■ Task details:
Select all lines holding the word "matches" from the entries that follow.

Stored data:
◇ ◇ ◇
//! Feature orchestration.
//!
//! A run moves through the stages of [`RunStage`]: the document is loaded,
//! the environment resolved, features selected and validated, then executed
//! in priority order and reported. [`Orchestrator::plan`] stops after
//! validation; [`Orchestrator::execute`] finishes a plan.
pub mod report;

pub use report::{Outcome, OutcomeCounts, ReportEntry, RunReport};

use std::fmt;
use std::path::Path;
use std::sync::Arc;

use serde_yaml::Value;
use thiserror::Error;

use crate::config::Document;
use crate::config::environment::{self, Environment};
use crate::config::validation::validate_all;
use crate::error::{AsfYamlError, FeatureExecutionError};
use crate::features::{
    FeatureConfig, FeatureContext, FeatureDefinition, FeatureRegistry, FeatureResult,
};
use crate::logging::Log;
use crate::repository::RepositoryContext;
use crate::services::Services;

/// Stages of a run, in order.
#[derive(Debug, Clone, Copy, PartialEq, Eq, PartialOrd, Ord)]
pub enum RunStage {
    /// The document is parsed.
    Loaded,
    /// The run environment is fixed.
    EnvironmentResolved,
    /// Registered features are split into selected and skipped.
    FeaturesSelected,
    /// Every selected section passed its schema.
    Validated,
    /// Features are running in priority order.
    Executing,
    /// The report is complete.
    Reported,
}

impl fmt::Display for RunStage {
    fn fmt(&self, f: &mut fmt::Formatter<'_>) -> fmt::Result {
        let name = match self {
            Self::Loaded => "loading",
            Self::EnvironmentResolved => "resolving the environment",
            Self::FeaturesSelected => "selecting features",
            Self::Validated => "validating",
            Self::Executing => "executing",
            Self::Reported => "reporting",
        };
        f.write_str(name)
    }
}

/// A run aborted before any feature executed.
#[derive(Error, Debug)]
#[error("run aborted while {stage}: {source}")]
pub struct RunError {
    /// Stage that failed.
    pub stage: RunStage,
    /// What went wrong.
    pub source: AsfYamlError,
}

impl RunError {
    fn at(stage: RunStage, source: impl Into<AsfYamlError>) -> Self {
        Self {
            stage,
            source: source.into(),
        }
    }
}

/// Reasons a registered feature is not executed.
pub mod skip {
    /// The document has no section for the feature.
    pub const NOT_CONFIGURED: &str = "not configured";
    /// The feature does not run in the resolved environment.
    pub const ENVIRONMENT_EXCLUDED: &str = "environment excluded";
    /// Left out by `--only` or `--skip`.
    pub const FILTERED: &str = "filtered out";
}

/// Name-based feature filter from the command line.
#[derive(Debug, Clone, Default, PartialEq, Eq)]
pub struct FeatureFilter {
    /// Run only these features (empty means all).
    pub only: Vec<String>,
    /// Never run these features.
    pub skip: Vec<String>,
}

impl FeatureFilter {
    /// Whether `name` passes the filter.
    #[must_use]
    pub fn allows(&self, name: &str) -> bool {
        (self.only.is_empty() || self.only.iter().any(|o| o == name))
            && !self.skip.iter().any(|s| s == name)
    }

    fn names(&self) -> impl Iterator<Item = &str> {
        self.only.iter().chain(&self.skip).map(String::as_str)
    }
}

#[derive(Debug)]
enum Step {
    Run(FeatureConfig),
    Skip(String),
}

#[derive(Debug)]
struct Scheduled {
    definition: FeatureDefinition,
    step: Step,
}

/// A validated run, ready to execute.
#[derive(Debug)]
pub struct Plan {
    environment: Environment,
    scheduled: Vec<Scheduled>,
    warnings: Vec<String>,
}

impl Plan {
    /// Environment the run resolved to.
    #[must_use]
    pub const fn environment(&self) -> &Environment {
        &self.environment
    }

    /// Non-fatal problems found while planning.
    #[must_use]
    pub fn warnings(&self) -> &[String] {
        &self.warnings
    }

    /// Features that will execute, in schedule order.
    #[must_use]
    pub fn selected(&self) -> Vec<&str> {
        self.scheduled
            .iter()
            .filter(|s| matches!(s.step, Step::Run(_)))
            .map(|s| s.definition.name())
            .collect()
    }

    /// Features that will not execute, with the reason, in schedule order.
    #[must_use]
    pub fn skipped(&self) -> Vec<(&str, &str)> {
        self.scheduled
            .iter()
            .filter_map(|s| match &s.step {
                Step::Skip(reason) => Some((s.definition.name(), reason.as_str())),
                Step::Run(_) => None,
            })
            .collect()
    }

    /// Validated configuration of a selected feature.
    #[must_use]
    pub fn config(&self, feature: &str) -> Option<&FeatureConfig> {
        self.scheduled.iter().find_map(|s| match &s.step {
            Step::Run(config) if s.definition.name() == feature => Some(config),
            _ => None,
        })
    }
}

enum Selection<'a> {
    Configured(&'a Value),
    Skip(&'static str),
}

/// Drives a run over an injected registry and collaborators.
pub struct Orchestrator {
    registry: FeatureRegistry,
    repository: Arc<RepositoryContext>,
    services: Services,
    log: Arc<dyn Log>,
    filter: FeatureFilter,
}

impl fmt::Debug for Orchestrator {
    fn fmt(&self, f: &mut fmt::Formatter<'_>) -> fmt::Result {
        f.debug_struct("Orchestrator")
            .field("registry", &self.registry)
            .field("repository", &self.repository.full_name())
            .field("filter", &self.filter)
            .finish_non_exhaustive()
    }
}

impl Orchestrator {
    /// Create an orchestrator. The registry is read-only from here on.
    #[must_use]
    pub fn new(
        registry: FeatureRegistry,
        repository: RepositoryContext,
        services: Services,
        log: Arc<dyn Log>,
    ) -> Self {
        Self {
            registry,
            repository: Arc::new(repository),
            services,
            log,
            filter: FeatureFilter::default(),
        }
    }

    /// Restrict the run with `--only` / `--skip`.
    #[must_use]
    pub fn with_filter(mut self, filter: FeatureFilter) -> Self {
        self.filter = filter;
        self
    }

    /// The registry this orchestrator schedules from.
    #[must_use]
    pub const fn registry(&self) -> &FeatureRegistry {
        &self.registry
    }

    /// Read and parse the configuration document.
    ///
    /// # Errors
    ///
    /// Returns a [`RunError`] at [`RunStage::Loaded`] if the file cannot be
    /// read or parsed.
    pub fn load(path: &Path) -> Result<Document, RunError> {
        Document::load(path).map_err(|e| RunError::at(RunStage::Loaded, e))
    }

    /// Resolve, select and validate without executing anything.
    ///
    /// # Errors
    ///
    /// Returns a [`RunError`] at [`RunStage::EnvironmentResolved`] on an
    /// environment escalation or bad name, and at [`RunStage::Validated`]
    /// with every schema error of every selected feature.
    pub fn plan(&self, document: &Document, base: &Environment) -> Result<Plan, RunError> {
        let environment = environment::resolve(base, document)
            .map_err(|e| RunError::at(RunStage::EnvironmentResolved, e))?;
        self.log.debug(&format!("environment: {environment}"));
        let view = environment::view_for(document, &environment);

        let mut warnings = Vec::new();
        for key in view.keys().filter_map(Value::as_str) {
            if self.registry.lookup(key).is_none() {
                warnings.push(format!(
                    "unknown feature '{key}' in {}; ignoring it",
                    document.source_name()
                ));
            }
        }
        for name in self.filter.names() {
            if self.registry.lookup(name).is_none() {
                warnings.push(format!("filter names unknown feature '{name}'"));
            }
        }
        for warning in &warnings {
            self.log.warn(warning);
        }

        let mut ordered: Vec<&FeatureDefinition> = self.registry.all().iter().collect();
        // Stable: equal priorities keep registration order.
        ordered.sort_by_key(|d| d.priority());

        let selection: Vec<(&FeatureDefinition, Selection<'_>)> = ordered
            .into_iter()
            .map(|definition| {
                let choice = match view.get(definition.name()) {
                    None => Selection::Skip(skip::NOT_CONFIGURED),
                    Some(_) if !definition.supports(&environment) => {
                        Selection::Skip(skip::ENVIRONMENT_EXCLUDED)
                    }
                    Some(_) if !self.filter.allows(definition.name()) => {
                        Selection::Skip(skip::FILTERED)
                    }
                    Some(raw) => Selection::Configured(raw),
                };
                (definition, choice)
            })
            .collect();
        self.log.debug(&format!(
            "selected {} of {} features",
            selection
                .iter()
                .filter(|(_, s)| matches!(s, Selection::Configured(_)))
                .count(),
            selection.len()
        ));

        let pending = selection.iter().filter_map(|(definition, choice)| match choice {
            Selection::Configured(raw) => Some((*definition, *raw)),
            Selection::Skip(_) => None,
        });
        let mut configs = validate_all(pending)
            .map_err(|e| RunError::at(RunStage::Validated, e))?
            .into_iter();

        let mut scheduled = Vec::with_capacity(selection.len());
        for (definition, choice) in selection {
            let step = match choice {
                Selection::Skip(reason) => Step::Skip(reason.to_string()),
                Selection::Configured(_) => match configs.next() {
                    Some((_, config)) => Step::Run(config),
                    None => continue,
                },
            };
            scheduled.push(Scheduled {
                definition: definition.clone(),
                step,
            });
        }

        Ok(Plan {
            environment,
            scheduled,
            warnings,
        })
    }

    /// Execute a plan, isolating feature failures.
    #[must_use]
    pub fn execute(&self, plan: Plan) -> RunReport {
        let Plan {
            environment,
            scheduled,
            warnings,
        } = plan;
        let base = FeatureContext::new(
            Arc::clone(&self.repository),
            environment.clone(),
            Arc::clone(&self.log),
            self.services.clone(),
        );

        let mut entries: Vec<ReportEntry> = Vec::with_capacity(scheduled.len());
        for Scheduled { definition, step } in scheduled {
            let name = definition.name().to_string();
            let (outcome, changes) = match step {
                Step::Skip(reason) => {
                    self.log.debug(&format!("{name}: skipped ({reason})"));
                    (Outcome::Skipped(reason), Vec::new())
                }
                Step::Run(config) => {
                    self.log.stage(&name);
                    let ctx = base.with_previous(&entries);
                    match definition.handler().run(&config, &ctx) {
                        Ok(FeatureResult::Synced(changes)) => (Outcome::Success, changes),
                        Ok(FeatureResult::Skipped(reason)) => {
                            self.log.info(&format!("skipped: {reason}"));
                            (Outcome::Skipped(reason), Vec::new())
                        }
                        Err(e) => {
                            let error = FeatureExecutionError {
                                feature: name.clone(),
                                repository: self.repository.full_name(),
                                environment: environment.to_string(),
                                message: format!("{e:#}"),
                            };
                            self.log.error(&error.to_string());
                            (Outcome::Failed(error), ctx.recorded())
                        }
                    }
                }
            };
            entries.push(ReportEntry {
                feature: name,
                priority: definition.priority(),
                outcome,
                changes,
            });
        }

        RunReport {
            environment,
            entries,
            warnings,
        }
    }

    /// Plan and execute in one go.
    ///
    /// # Errors
    ///
    /// See [`Orchestrator::plan`]. Feature failures do not abort the run;
    /// they are recorded in the report.
    pub fn run(&self, document: &Document, base: &Environment) -> Result<RunReport, RunError> {
        let plan = self.plan(document, base)?;
        Ok(self.execute(plan))
    }
}
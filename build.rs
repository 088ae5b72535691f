//! Build script embedding version information.

use std::process::Command;

fn main() {
    // Prefer ASFYAML_VERSION env var if set (e.g., by a release pipeline),
    // otherwise fall back to git describe for local development builds.
    if let Ok(version) = std::env::var("ASFYAML_VERSION") {
        println!("cargo:rustc-env=ASFYAML_VERSION={version}");
    } else if let Ok(output) = Command::new("git")
        .args(["describe", "--tags", "--always", "--dirty"])
        .output()
        && output.status.success()
    {
        let version = String::from_utf8_lossy(&output.stdout).trim().to_string();
        println!("cargo:rustc-env=ASFYAML_VERSION={version}");
    }

    println!("cargo:rerun-if-changed=.git/HEAD");
    println!("cargo:rerun-if-changed=.git/refs/");
    println!("cargo:rerun-if-env-changed=ASFYAML_VERSION");
}
//! Command: synchronise the repository with its document.
use std::sync::Arc;

use anyhow::Result;

use super::{CommandSetup, shared_log};
use crate::cli::{GlobalOpts, RunOpts};
use crate::engine::Orchestrator;
use crate::features::FeatureRegistry;
use crate::logging::Logger;

/// Run the full pass.
///
/// # Errors
///
/// Returns an error if setup fails, the run aborts before execution, or any
/// feature fails.
pub fn run(global: &GlobalOpts, opts: &RunOpts, log: &Arc<Logger>) -> Result<()> {
    log.info(&format!("asfyaml {}", super::version::version()));

    let base = opts.selection.base_environment()?;
    let setup = CommandSetup::init(global, log)?;
    let token = opts.token();
    if token.is_none() {
        log.debug("no GitHub token configured");
    }
    let services = setup.services(token);

    let orchestrator = Orchestrator::new(
        FeatureRegistry::with_builtin_features()?,
        setup.repository.with_private(opts.private),
        services,
        shared_log(log),
    )
    .with_filter(opts.selection.filter());

    log.stage("Planning");
    let plan = orchestrator.plan(&setup.document, &base)?;
    log.info(&format!("environment: {}", plan.environment()));
    log.info(&format!("features: {}", plan.selected().join(", ")));

    let report = orchestrator.execute(plan);
    log.print_report(&report);

    let failed = report.counts().failed;
    if failed > 0 {
        anyhow::bail!("{failed} feature(s) failed");
    }
    Ok(())
}
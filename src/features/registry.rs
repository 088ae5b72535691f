//! Catalog of feature definitions.
//!
//! The registry is built explicitly, populated once by
//! [`FeatureRegistry::with_builtin_features`] (plus any extra plug-ins) and
//! handed to the orchestrator, which only reads it.
use std::any::TypeId;
use std::collections::BTreeSet;
use std::fmt;
use std::sync::Arc;

use super::{Feature, MAX_PRIORITY, builtin_features};
use crate::config::environment::Environment;
use crate::config::schema::Schema;
use crate::error::RegistryError;

/// Immutable description of a registered feature.
#[derive(Clone)]
pub struct FeatureDefinition {
    name: String,
    priority: u8,
    environments: BTreeSet<String>,
    schema: Schema,
    handler: Arc<dyn Feature>,
}

impl fmt::Debug for FeatureDefinition {
    fn fmt(&self, f: &mut fmt::Formatter<'_>) -> fmt::Result {
        f.debug_struct("FeatureDefinition")
            .field("name", &self.name)
            .field("priority", &self.priority)
            .field("environments", &self.environments)
            .finish_non_exhaustive()
    }
}

impl FeatureDefinition {
    /// Capture the declaration of `handler`.
    #[must_use]
    pub fn new(handler: Arc<dyn Feature>) -> Self {
        Self {
            name: handler.name().to_string(),
            priority: handler.priority(),
            environments: handler
                .environments()
                .iter()
                .map(|e| (*e).to_string())
                .collect(),
            schema: handler.schema(),
            handler,
        }
    }

    /// Feature name (top-level document key).
    #[must_use]
    pub fn name(&self) -> &str {
        &self.name
    }

    /// Execution priority.
    #[must_use]
    pub const fn priority(&self) -> u8 {
        self.priority
    }

    /// Supported environments; empty means all.
    #[must_use]
    pub const fn environments(&self) -> &BTreeSet<String> {
        &self.environments
    }

    /// Declared schema.
    #[must_use]
    pub const fn schema(&self) -> &Schema {
        &self.schema
    }

    /// The handler.
    #[must_use]
    pub fn handler(&self) -> &dyn Feature {
        self.handler.as_ref()
    }

    /// Whether the feature runs in `environment`.
    #[must_use]
    pub fn supports(&self, environment: &Environment) -> bool {
        self.environments.is_empty() || self.environments.contains(environment.as_str())
    }

    fn handler_id(&self) -> TypeId {
        self.handler.feature_id()
    }

    fn same_as(&self, other: &Self) -> bool {
        self.name == other.name
            && self.priority == other.priority
            && self.environments == other.environments
            && self.schema == other.schema
            && self.handler_id() == other.handler_id()
    }
}

/// Saved registry contents, for tests that need to reset state.
#[derive(Debug, Clone)]
pub struct RegistrySnapshot(Vec<FeatureDefinition>);

/// Ordered set of feature definitions, unique by name.
#[derive(Debug, Clone, Default)]
pub struct FeatureRegistry {
    definitions: Vec<FeatureDefinition>,
}

impl FeatureRegistry {
    /// An empty registry.
    #[must_use]
    pub fn new() -> Self {
        Self::default()
    }

    /// A registry holding the shipped features.
    ///
    /// # Errors
    ///
    /// Returns a [`RegistryError`] if two shipped features conflict.
    pub fn with_builtin_features() -> Result<Self, RegistryError> {
        let mut registry = Self::new();
        for feature in builtin_features() {
            registry.register(FeatureDefinition::new(Arc::from(feature)))?;
        }
        Ok(registry)
    }

    /// Add a definition.
    ///
    /// Registering an identical definition again is a no-op.
    ///
    /// # Errors
    ///
    /// Returns [`RegistryError::InvalidPriority`] for priorities above 10 and
    /// [`RegistryError::Duplicate`] when a different definition already uses
    /// the name.
    pub fn register(&mut self, definition: FeatureDefinition) -> Result<(), RegistryError> {
        if definition.priority > MAX_PRIORITY {
            return Err(RegistryError::InvalidPriority {
                name: definition.name,
                priority: definition.priority,
            });
        }
        match self.lookup(&definition.name) {
            Some(existing) if existing.same_as(&definition) => Ok(()),
            Some(_) => Err(RegistryError::Duplicate(definition.name)),
            None => {
                self.definitions.push(definition);
                Ok(())
            }
        }
    }

    /// Convenience for registering a handler value.
    ///
    /// # Errors
    ///
    /// See [`FeatureRegistry::register`].
    pub fn register_feature(&mut self, feature: impl Feature) -> Result<(), RegistryError> {
        self.register(FeatureDefinition::new(Arc::new(feature)))
    }

    /// Definitions in registration order.
    #[must_use]
    pub fn all(&self) -> &[FeatureDefinition] {
        &self.definitions
    }

    /// Definition registered under `name`.
    #[must_use]
    pub fn lookup(&self, name: &str) -> Option<&FeatureDefinition> {
        self.definitions.iter().find(|d| d.name == name)
    }

    /// Number of definitions.
    #[must_use]
    pub fn len(&self) -> usize {
        self.definitions.len()
    }

    /// Whether nothing is registered.
    #[must_use]
    pub fn is_empty(&self) -> bool {
        self.definitions.is_empty()
    }

    /// Capture the current contents.
    #[must_use]
    pub fn snapshot(&self) -> RegistrySnapshot {
        RegistrySnapshot(self.definitions.clone())
    }

    /// Replace the contents with a previous snapshot.
    pub fn restore(&mut self, snapshot: RegistrySnapshot) {
        self.definitions = snapshot.0;
    }
}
◇ ◇ ◇
■ Problem solution:
            .filter(|s| matches!(s.step, Step::Run(_)))
                .filter(|(_, s)| matches!(s, Selection::Configured(_)))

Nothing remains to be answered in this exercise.